Tate steps down as interim chief
DEMOPOLIS &8212; Tommy Tate said financial considerations were the driving factor in his decision to step down as interim fire chief, a move he made on Friday.
Tate is returning to shift work as a captain, the position he served in before taking the interim job, but will continue to oversee the day-to-day management of the department, Public Safety Director Jeff Manuel said Monday.
Manuel and Tate reached an agreement on Friday, according to Tate, that would allow for him to return to shift work and his part-time job with a private company. The agreement, Tate said, is for 60 days.
The agreement, which Tate would not release, was sent to Mayor Cecil Williamson on Friday. Williamson was out of town and unavailable for comment on Monday afternoon.
Tate, who took over as interim chief in December, said he is still interested in the full-time position as fire chief, but that the city would have to meet certain financial obligations.
As a captain, Tate was paid $44,500 annually plus overtime. He said he made $48,000 in 2006. As interim fire chief, his salary was set at $48,000.
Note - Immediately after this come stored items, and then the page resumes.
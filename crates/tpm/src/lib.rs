//! TPM adapter: the capability trait plus its hardware and software
//! implementations.

pub mod adapter;
pub mod error;
pub mod keys;
pub mod stub;

#[cfg(feature = "hardware-tpm")]
pub mod hardware;

pub use adapter::TpmAdapter;
pub use error::{TpmError, TpmResult};
pub use keys::{AttestationKey, EndorsementKey, EndorsementKeyWire};
pub use stub::StubTpm;

#[cfg(feature = "hardware-tpm")]
pub use hardware::HardwareTpm;
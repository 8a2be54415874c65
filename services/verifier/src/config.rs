//! Verifier binary configuration: compiled-in defaults, an optional
//! TOML file, then CLI flags, in that precedence order.

use attest_verifier_core::VerifierConfig;
use clap::Parser;
use serde::Deserialize;
use std::path::PathBuf;
use std::time::Duration;

/// TPM remote-attestation verifier.
#[derive(Parser, Debug)]
#[command(name = "attest-verifier", version, about)]
pub struct Cli {
    /// Path to a TOML config file.
    #[arg(short, long)]
    pub config: Option<PathBuf>,

    /// Address the verifier's HTTP listener binds to.
    #[arg(short, long)]
    pub address: Option<String>,

    /// Port the verifier's HTTP listener binds to.
    #[arg(short, long)]
    pub port: Option<String>,

    /// Interval between attestation scheduler rounds, e.g. "30s", "5m".
    #[arg(short, long)]
    pub attestation_interval: Option<String>,

    /// Owner password handed out to provers via
    /// `getNewEdgeInitParameters`.
    #[arg(long)]
    pub owner_password: Option<String>,

    /// User (SRK) password handed out alongside the owner password.
    #[arg(long)]
    pub user_password: Option<String>,

    /// Path to the reference PCR database.
    #[arg(long)]
    pub pcr_db: Option<PathBuf>,

    /// Emit structured JSON logs instead of human-readable text.
    #[arg(long)]
    pub json_logs: bool,
}

/// The subset of [`Cli`] fields that may also come from a config file.
#[derive(Debug, Default, Deserialize)]
pub struct FileConfig {
    pub address: Option<String>,
    pub port: Option<String>,
    pub attestation_interval_secs: Option<u64>,
    pub owner_password: Option<String>,
    pub user_password: Option<String>,
    pub pcr_db: Option<PathBuf>,
}

const DEFAULT_ADDRESS: &str = "0.0.0.0";
const DEFAULT_PORT: &str = "8080";
const DEFAULT_INTERVAL_SECS: u64 = 300;

/// Parse a duration flag like `"30s"`, `"5m"`, or a bare number of
/// seconds.
fn parse_duration(s: &str) -> anyhow::Result<Duration> {
    let s = s.trim();
    let duration = if let Some(secs) = s.strip_suffix('s') {
        Duration::from_secs(secs.parse()?)
    } else if let Some(mins) = s.strip_suffix('m') {
        Duration::from_secs(mins.parse::<u64>()? * 60)
    } else if let Some(hours) = s.strip_suffix('h') {
        Duration::from_secs(hours.parse::<u64>()? * 3600)
    } else {
        Duration::from_secs(s.parse()?)
    };
    if duration.is_zero() {
        anyhow::bail!("attestation_interval must be non-zero");
    }
    Ok(duration)
}

/// Merge CLI flags over an optional config file over compiled-in
/// defaults: CLI wins, then file, then default.
pub fn resolve(cli: Cli) -> anyhow::Result<VerifierConfig> {
    let file = attest_core::config::load_file::<FileConfig, _>(cli.config.as_ref())?
        .unwrap_or_default();

    let address =
        attest_core::config::resolve(cli.address, file.address, DEFAULT_ADDRESS.to_string());
    let port = attest_core::config::resolve(cli.port, file.port, DEFAULT_PORT.to_string());

    let attestation_interval = match cli.attestation_interval {
        Some(raw) => parse_duration(&raw)?,
        None => match file.attestation_interval_secs {
            Some(0) => anyhow::bail!("attestation_interval_secs must be non-zero"),
            Some(secs) => Duration::from_secs(secs),
            None => Duration::from_secs(DEFAULT_INTERVAL_SECS),
        },
    };

    let owner_password =
        attest_core::config::resolve(cli.owner_password, file.owner_password, String::new());
    let user_password =
        attest_core::config::resolve(cli.user_password, file.user_password, String::new());
    let pcr_db_path = attest_core::config::resolve(
        cli.pcr_db,
        file.pcr_db,
        PathBuf::from(attest_verifier_core::pcr_db::DEFAULT_PCR_DB_PATH),
    );

    Ok(VerifierConfig {
        address,
        port,
        attestation_interval,
        owner_password,
        user_password,
        pcr_db_path,
    })
}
When former Fire Chief George Davenport retired, he was making $54,000 annually.
Tate said he originally asked for $62,000 but said he would accept the position for $58,000 annually, which is how much he said he needs to continue to meet his family obligations.
While he would not say exactly how much he made with his part-time job, he said it was considerably more than what he was seeking as fire chief. Furthermore, he said, he believes the increase in salary could be justified because of the additional work the new chief will face.
Tate said that during the more than five months he has acted as interim chief that the city has spent $25,000 in overtime to cover his shift and the captain&8217;s duties.
The negotiations over salary came when the Finance Committee made Tate an initial offer of $50,000. Since that time, Williamson has said that Tate turned down the job. He disputes that characterization.
Tate said he is not trying to play hardball and has no ill will toward city leaders. However, he said he must do what is best for his family.
Councilman Woody Collins said he hates the decision being about money but understands from where Tate is coming. At the same time, Collins, who is a member of the Finance Committee, said the city has to do what is in their best interest financially.
Collins did praise Tate for working with city leaders to make sure the department continued to run smoothly during the search.
Councilman Thomas Moore, who sits on the Personnel Committee, said on Monday that he was not aware of Tate&8217;s decision. He therefore declined comment on the search.
Councilman Melvin Yelverton, the only other councilman on the Personnel Committee, could not be reached for comment.